Home Made Lamb Sausage

Luckily I stumbled upon Dave’s Kitchen the other day and this little cheeky Lamb Sausage recipe.  Fortunately he’s kindly given me permission to stick it here and tweak it in the future.

There’s a lesson every cook learns when he’s first starting out, and maybe re-learns many times thereafter. It is, simply: I can make that! It’s when he realizes that some food he’d always encountered only as an already assembled thing, that seemed to have been created by some mysterious procedure, is something he can create himself at home, in his own kitchen.  In that moment he has taken that food back from the chefs and supermarkets. Whether he chooses from then on to always make this food himself, or whether he goes back to allowing the pros to make it for him, he’s broken its mystique it and gained an understanding of what’s inside it.

It’s a lesson I learned again a couple of weeks ago when I visited my brother Joe in Vermont and he suggested that we make sausage. “Make sausage,” I thought “you can just make sausage?” Somehow, I’d always thought some special machinery or a secret, unobtainable ingredient was required to transform meat into actual sausage.

But  it turns out all that’s really needed is meat, fat, spices, and something to chop them all together with. A chef’s knife might do, but there are some gadgets that help to do the job properly.  A meat grinder or food processor will ensure that the meat, fat and spices are thoroughly mixed and have the even texture you expect in sausage. And if you want to pack your sausage into links (rather than patties), you’ll need sausage casings and some kind of sausage stuffer.  Sausage stuffers come in many shapes and sizes, but perhaps the most common for home use, and the one my brother and I used, is the sausage stuffer / meat grinder attachment to the KitchenAid stand mixer.

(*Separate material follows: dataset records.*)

//! Per-term review weight scale.
//!
//! The current scale is 1..=5 with 3 as the default cadence. Data written by
//! older builds used 0..=4; see `crate::sanitize::to_new_weight`.

pub type Weight = u8;

pub const MIN_WEIGHT: Weight = 1;
pub const MAX_WEIGHT: Weight = 5;
pub const DEFAULT_WEIGHT: Weight = 3;
pub const ALL_WEIGHTS: [Weight; 5] = [1, 2, 3, 4, 5];

/// Clamps any integer into the current weight scale.
pub fn clamp_weight(value: i64) -> Weight {
    // Lossless: the clamped value is within 1..=5.
    value.clamp(i64::from(MIN_WEIGHT), i64::from(MAX_WEIGHT)) as Weight
}

/// Short chip label for a weight.
pub fn weight_label(weight: Weight) -> &'static str {
    match weight {
        1 => "Hide",
        2 => "Rare",
        3 => "Default",
        4 => "More",
        5 => "Max",
        _ => "",
    }
}

/// Long description for a weight, used in tooltips.
pub fn weight_description(weight: Weight) -> &'static str {
    match weight {
        1 => "Hide almost completely",
        2 => "Show rarely",
        3 => "Default cadence",
        4 => "Show more often",
        5 => "Show constantly",
        _ => "",
    }
}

As for casings, Joe managed to find them at his local supermarkets. That’s Vermont, though, and people up there expect such things to be on hand. You may need to seek out a butcher shop.

Other than that, you just need a recipe. Sausage recipes are as endless as, well, as endless as there are kinds of sausage. We were after lamb sausage, since Joe had a lamb he’d recently bought all wrapped up neatly in butcher paper parcels in his freezer. Interestingly, all of the the recipes called for pork fat and not lamb fat – lamb fat being, I suppose, a bit harder to come by. This being Vermont, we didn’t have to look far to find pork fat – we got ours from a farm near Middlebury.

The process was slow and labor intensive, but simple. Cut the meat & fat in to cubes, and toss it together with the spices. Run the mixture through a meat grinder. Run the mixture through a meat grinder again. Taste-test your recipe by taking a bit of the mixture and cooking it on a hot skillet. Adjust the spices as necessary.  Attach the sausage stuffer to the meat grinder and thread a sausage casing onto it (the casings will need to’ve been well rinsed & soaked). Pull a little of the casing off of the stuffer and tie a  knot in it. Run the sausage mixture through the meat grinder again, this time feeding the mixture into the casing.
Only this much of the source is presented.